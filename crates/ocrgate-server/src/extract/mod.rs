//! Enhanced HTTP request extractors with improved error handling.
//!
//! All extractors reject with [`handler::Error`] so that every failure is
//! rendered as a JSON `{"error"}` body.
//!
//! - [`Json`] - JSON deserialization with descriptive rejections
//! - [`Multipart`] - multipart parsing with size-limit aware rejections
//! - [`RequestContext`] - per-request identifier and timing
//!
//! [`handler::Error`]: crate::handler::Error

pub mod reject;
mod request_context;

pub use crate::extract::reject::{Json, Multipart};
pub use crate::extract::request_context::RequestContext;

■ **What the task asks**:
Print, exactly and only, the lines running from the one with "pub mod reject;" to the end of the data above.

■ **Response below**:
pub mod reject;
mod request_context;

pub use crate::extract::reject::{Json, Multipart};
pub use crate::extract::request_context::RequestContext;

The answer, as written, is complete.